▼

use std::sync::Arc;

use axum::{
    Json, Router,
    extract::{Extension, Path, rejection::JsonRejection},
    http::StatusCode,
    response::{IntoResponse, Response},
    routing::{get, post},
};
use metrics::counter;
use serde::{Deserialize, Deserializer, Serialize};
use serde_json::{Value, json};
use thiserror::Error;
use tokio::sync::watch;
use tracing::{Instrument, error};
use wab_client::{
    Chat, ClientError, Contact, MessageContent, SendOptions, SharedClient, chat_id,
};

use crate::lifecycle::LifecycleState;

#[derive(Clone)]
pub struct BridgeState {
    pub client: SharedClient,
    pub lifecycle: watch::Receiver<LifecycleState>,
}

impl BridgeState {
    pub fn new(client: SharedClient, lifecycle: watch::Receiver<LifecycleState>) -> Self {
        Self { client, lifecycle }
    }

    async fn deliver(
        &self,
        phone_number: &str,
        content: MessageContent,
        options: SendOptions,
        sent: &'static str,
        failed: &'static str,
    ) -> Result<Json<Ack>, BridgeError> {
        let chat_id = chat_id(phone_number);
        let kind = content.kind();
        self.client
            .send_message(&chat_id, content, options)
            .instrument(tracing::info_span!("send", chat_id = %chat_id, kind))
            .await
            .map(|_| Json(Ack { message: sent }))
            .map_err(|source| BridgeError::client(failed, source))
    }
}

#[derive(Debug, Serialize)]
pub struct Ack {
    pub message: &'static str,
}

#[derive(Debug, Error)]
pub enum BridgeError {
    #[error("{0}")]
    BadRequest(String),
    #[error("{context}: {source}")]
    Client {
        context: &'static str,
        #[source]
        source: ClientError,
    },
}

impl BridgeError {
    fn client(context: &'static str, source: ClientError) -> Self {
        error!(error = %source, "{context}");
        BridgeError::Client { context, source }
    }

    pub fn status(&self) -> StatusCode {
        match self {
            BridgeError::BadRequest(_) => StatusCode::BAD_REQUEST,
            BridgeError::Client { .. } => StatusCode::INTERNAL_SERVER_ERROR,
        }
    }
}

impl From<JsonRejection> for BridgeError {
    fn from(rejection: JsonRejection) -> Self {
        BridgeError::BadRequest(rejection.body_text())
    }
}

impl IntoResponse for BridgeError {
    fn into_response(self) -> Response {
        let status = self.status();
        let body = match &self {
            BridgeError::BadRequest(message) => json!({ "message": message }),
            BridgeError::Client { context, source } => json!({
                "message": context,
                "error": source.to_string(),
            }),
        };
        (status, Json(body)).into_response()
    }
}

#[derive(Debug, Default, Deserialize)]
#[serde(rename_all = "camelCase")]
pub struct SendMessageRequest {
    #[serde(default, deserialize_with = "lenient_string")]
    pub phone_number: Option<String>,
    #[serde(default)]
    pub message: Option<String>,
}

#[derive(Debug, Default, Deserialize)]
#[serde(rename_all = "camelCase")]
pub struct SendMediaRequest {
    #[serde(default, deserialize_with = "lenient_string")]
    pub phone_number: Option<String>,
    #[serde(default)]
    pub media_url: Option<String>,
    #[serde(default)]
    pub caption: Option<String>,
}

#[derive(Debug, Default, Deserialize)]
#[serde(rename_all = "camelCase")]
pub struct SendDocumentRequest {
    #[serde(default, deserialize_with = "lenient_string")]
    pub phone_number: Option<String>,
    #[serde(default)]
    pub file_url: Option<String>,
    #[serde(default)]
    pub file_name: Option<String>,
}

#[derive(Debug, Default, Deserialize)]
#[serde(rename_all = "camelCase")]
pub struct SendContactRequest {
    #[serde(default, deserialize_with = "lenient_string")]
    pub phone_number: Option<String>,
    #[serde(default, deserialize_with = "lenient_string")]
    pub contact_phone: Option<String>,
    #[serde(default)]
    pub contact_name: Option<String>,
}

/// Accepts phone numbers sent as JSON numbers as well as strings.
fn lenient_string<'de, D>(deserializer: D) -> Result<Option<String>, D::Error>
where
    D: Deserializer<'de>,
{
    match Option::<Value>::deserialize(deserializer)? {
        None | Some(Value::Null) => Ok(None),
        Some(Value::String(value)) => Ok(Some(value)),
        Some(Value::Number(value)) => Ok(Some(value.to_string())),
        Some(other) => Err(serde::de::Error::custom(format!(
            "expected a string or number, got {other}"
        ))),
    }
}

/// A required field counts as present only when it is non-empty.
fn present(value: Option<String>) -> Option<String> {
    value.filter(|v| !v.is_empty())
}

fn record<T>(endpoint: &'static str, result: &Result<T, BridgeError>) {
    let outcome = match result {
        Ok(_) => "ok",
        Err(BridgeError::BadRequest(_)) => "bad_request",
        Err(BridgeError::Client { .. }) => "client_error",
    };
    counter!("bridge_requests_total", "endpoint" => endpoint, "outcome" => outcome).increment(1);
}

pub fn build_router(state: Arc<BridgeState>) -> Router {
    Router::new()
        .route("/send-message", post(send_message))
        .route("/send-media", post(send_media))
        .route("/send-document", post(send_document))
        .route("/send-contact", post(send_contact))
        .route("/get-chats", get(get_chats))
        .route("/get-contact-info/{phone_number}", get(get_contact_info))
        .route("/get-contacts", get(get_contacts))
        .route("/healthz", get(healthz))
        .layer(Extension(state))
}

async fn send_message(
    Extension(state): Extension<Arc<BridgeState>>,
    payload: Result<Json<SendMessageRequest>, JsonRejection>,
) -> Result<Json<Ack>, BridgeError> {
    let result: Result<Json<Ack>, BridgeError> = async {
        let Json(req) = payload?;
        let (Some(phone), Some(message)) = (present(req.phone_number), present(req.message))
        else {
            return Err(BridgeError::BadRequest(
                "Phone number and message are required".into(),
            ));
        };
        state
            .deliver(
                &phone,
                MessageContent::text(message),
                SendOptions::default(),
                "Message sent successfully!",
                "Failed to send message",
            )
            .await
    }
    .await;
    record("send-message", &result);
    result
}

async fn send_media(
    Extension(state): Extension<Arc<BridgeState>>,
    payload: Result<Json<SendMediaRequest>, JsonRejection>,
) -> Result<Json<Ack>, BridgeError> {
    let result: Result<Json<Ack>, BridgeError> = async {
        let Json(req) = payload?;
        let (Some(phone), Some(media_url)) = (present(req.phone_number), present(req.media_url))
        else {
            return Err(BridgeError::BadRequest(
                "Phone number and media URL are required".into(),
            ));
        };
        state
            .deliver(
                &phone,
                MessageContent::media(media_url),
                SendOptions::with_caption(req.caption),
                "Media sent successfully!",
                "Failed to send media",
            )
            .await
    }
    .await;
    record("send-media", &result);
    result
}

async fn send_document(
    Extension(state): Extension<Arc<BridgeState>>,
    payload: Result<Json<SendDocumentRequest>, JsonRejection>,
) -> Result<Json<Ack>, BridgeError> {
    let result: Result<Json<Ack>, BridgeError> = async {
        let Json(req) = payload?;
        let (Some(phone), Some(file_url)) = (present(req.phone_number), present(req.file_url))
        else {
            return Err(BridgeError::BadRequest(
                "Phone number and file URL are required".into(),
            ));
        };
        state
            .deliver(
                &phone,
                MessageContent::document(file_url, req.file_name.clone()),
                SendOptions::with_caption(req.file_name),
                "Document sent successfully!",
                "Failed to send document",
            )
            .await
    }
    .await;
    record("send-document", &result);
    result
}

async fn send_contact(
    Extension(state): Extension<Arc<BridgeState>>,
    payload: Result<Json<SendContactRequest>, JsonRejection>,
) -> Result<Json<Ack>, BridgeError> {
    let result: Result<Json<Ack>, BridgeError> = async {
        let Json(req) = payload?;
        let (Some(phone), Some(contact_phone), Some(contact_name)) = (
            present(req.phone_number),
            present(req.contact_phone),
            present(req.contact_name),
        ) else {
            return Err(BridgeError::BadRequest(
                "Phone number, contact phone, and contact name are required".into(),
            ));
        };
        state
            .deliver(
                &phone,
                MessageContent::contact_card(contact_phone, contact_name),
                SendOptions::default(),
                "Contact sent successfully!",
                "Failed to send contact",
            )
            .await
    }
    .await;
    record("send-contact", &result);
    result
}

async fn get_chats(
    Extension(state): Extension<Arc<BridgeState>>,
) -> Result<Json<Vec<Chat>>, BridgeError> {
    let result = state
        .client
        .get_chats()
        .await
        .map(Json)
        .map_err(|source| BridgeError::client("Failed to get chats", source));
    record("get-chats", &result);
    result
}

async fn get_contact_info(
    Extension(state): Extension<Arc<BridgeState>>,
    Path(phone_number): Path<String>,
) -> Result<Json<Contact>, BridgeError> {
    let result: Result<Json<Contact>, BridgeError> = async {
        if phone_number.is_empty() {
            return Err(BridgeError::BadRequest("Phone number is required".into()));
        }
        state
            .client
            .get_contact_by_id(&chat_id(&phone_number))
            .await
            .map(Json)
            .map_err(|source| BridgeError::client("Failed to get contact info", source))
    }
    .await;
    record("get-contact-info", &result);
    result
}

async fn get_contacts(
    Extension(state): Extension<Arc<BridgeState>>,
) -> Result<Json<Vec<Contact>>, BridgeError> {
    let result = state
        .client
        .get_contacts()
        .await
        .map(Json)
        .map_err(|source| BridgeError::client("Failed to get contacts", source));
    record("get-contacts", &result);
    result
}

async fn healthz(Extension(state): Extension<Arc<BridgeState>>) -> Json<Value> {
    let status = *state.lifecycle.borrow();
    Json(json!({ "status": status.as_str() }))
}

▲

Show the lines of the listing above with "Receiver".

> [WRITTEN RESPONSE]
    pub lifecycle: watch::Receiver<LifecycleState>,
    pub fn new(client: SharedClient, lifecycle: watch::Receiver<LifecycleState>) -> Self {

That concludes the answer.